Performative Acts and Gender Constitution: an analysis (part 3)
Oh my God.
Okay. So. If you’re just joining us, go ahead and read the About page for more about the purpose of this Substack, if you’re curious. Back? Good. So, we’re continuing with my untrained, uneducated analysis and possibly (I hope) takedown of Judith Butler’s essay Performative Acts and Gender Constitution: An Essay in Phenomenology and Feminist Theory (that’s a PDF file). You can find my previous installments here: part 1 and part 2. With me so far? I’m sorry. Moving on now.

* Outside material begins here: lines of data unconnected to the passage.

use anyhow::Result;

/// Everything dasho does is sequential I/O on the local store, so one thread is enough.
pub fn single_thread_runtime() -> Result<tokio::runtime::Runtime> {
    Ok(tokio::runtime::Builder::new_current_thread()
        .enable_all()
        .build()?)
}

I just… I was getting into the second part of her essay, entitled “II. Binary Genders and the Heterosexual Contract,” on page 7 of the PDF if you’re reading along. I occasionally run across something in this essay that’s a no-brainer, that I can agree with, and that’s been all right. But in the very first paragraph of this section I’m already running into mad fuckery. Pardon my English.
No, really. Peep this:
To guarantee the reproduction of a given culture, various requirements, well- established in the anthropological literature of kinship, have instated sexual repro- duction within the confines of a heterosexually-based system of marriage which requires the reproduction of human beings in certain gendered modes which, in effect, guarantee the eventual reproduction of that kinship system.

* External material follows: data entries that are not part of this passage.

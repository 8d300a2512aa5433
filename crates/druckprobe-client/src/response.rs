// SPDX-License-Identifier: PMPL-1.0-or-later
// Copyright (c) 2026 Jonathan D.A. Jewell (hyperpolymath) <jonathan.jewell@open.ac.uk>
//
// Typed views over the print server's JSON responses.
//
// Decoding is deliberately tolerant: fields default when absent, and unknown
// capability keys are kept as raw JSON. A slightly off-contract server still
// yields a usable report line rather than a decode error.

use std::collections::HashMap;

use serde::Deserialize;
use serde::de::DeserializeOwned;
use serde_json::Value;

use druckprobe_core::types::ResponseBody;

/// Decode a typed view from a lenient body, when it is JSON of that shape.
pub fn from_body<T: DeserializeOwned>(body: &ResponseBody) -> Option<T> {
    match body {
        ResponseBody::Json(value) => serde_json::from_value(value.clone()).ok(),
        ResponseBody::Text(_) => None,
    }
}

/// `GET /health` response shape.
#[derive(Debug, Clone, Deserialize)]
pub struct HealthResponse {
    #[serde(default)]
    pub status: String,
    /// Server uptime in seconds.
    #[serde(default)]
    pub uptime: f64,
}

impl HealthResponse {
    pub fn is_healthy(&self) -> bool {
        self.status == "healthy"
    }
}

/// Capability flags advertised for a printer.
#[derive(Debug, Clone, Default, Deserialize)]
pub struct PrinterCapabilities {
    #[serde(default)]
    pub thermal: bool,
    /// Capability keys this harness does not interpret.
    #[serde(flatten)]
    pub other: HashMap<String, Value>,
}

/// One printer as reported by `GET /api/printers`.
#[derive(Debug, Clone, Deserialize)]
pub struct PrinterInfo {
    pub name: String,
    #[serde(default)]
    pub capabilities: PrinterCapabilities,
}

impl PrinterInfo {
    /// Label used in report lines.
    pub fn kind_label(&self) -> &'static str {
        if self.capabilities.thermal {
            "Thermal"
        } else {
            "Standard"
        }
    }
}

/// `GET /api/printers` response shape.
#[derive(Debug, Clone, Deserialize)]
pub struct PrintersResponse {
    #[serde(default)]
    pub success: bool,
    #[serde(default)]
    pub printers: Vec<PrinterInfo>,
}

/// `POST /api/print/silent` response shape.
#[derive(Debug, Clone, Deserialize)]
#[serde(rename_all = "camelCase")]
pub struct SilentPrintResponse {
    #[serde(default)]
    pub success: bool,
    #[serde(default)]
    pub job_id: Option<String>,
    #[serde(default)]
    pub message: Option<String>,
    #[serde(default)]
    pub error: Option<String>,
}

/// Outcome of probing the POS frontend's root URL.
#[derive(Debug, Clone)]
pub struct FrontendStatus {
    pub status: u16,
    pub content_type: Option<String>,
}

impl FrontendStatus {
    pub fn is_accessible(&self) -> bool {
        (200..300).contains(&self.status)
    }
}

Okay, I don’t know if Butler meant to say that cultures invented heterosexual sex on purpose and forced people to have two sexes and to engage in heterosexual sex — meaning they would not otherwise have had two sexes and would never have engaged in heterosexual sex without the culture making them do it — in order to ensure the continuance of that culture. But that’s sure what it looks like, isn’t it.
(Remember that when Butler says gender she really means sex class. I just went over this, in my previous two installments, about how Butler thinks women and men are cultural inventions rather than biological realities.)
Oh god, here we go. She’s referencing Foucault.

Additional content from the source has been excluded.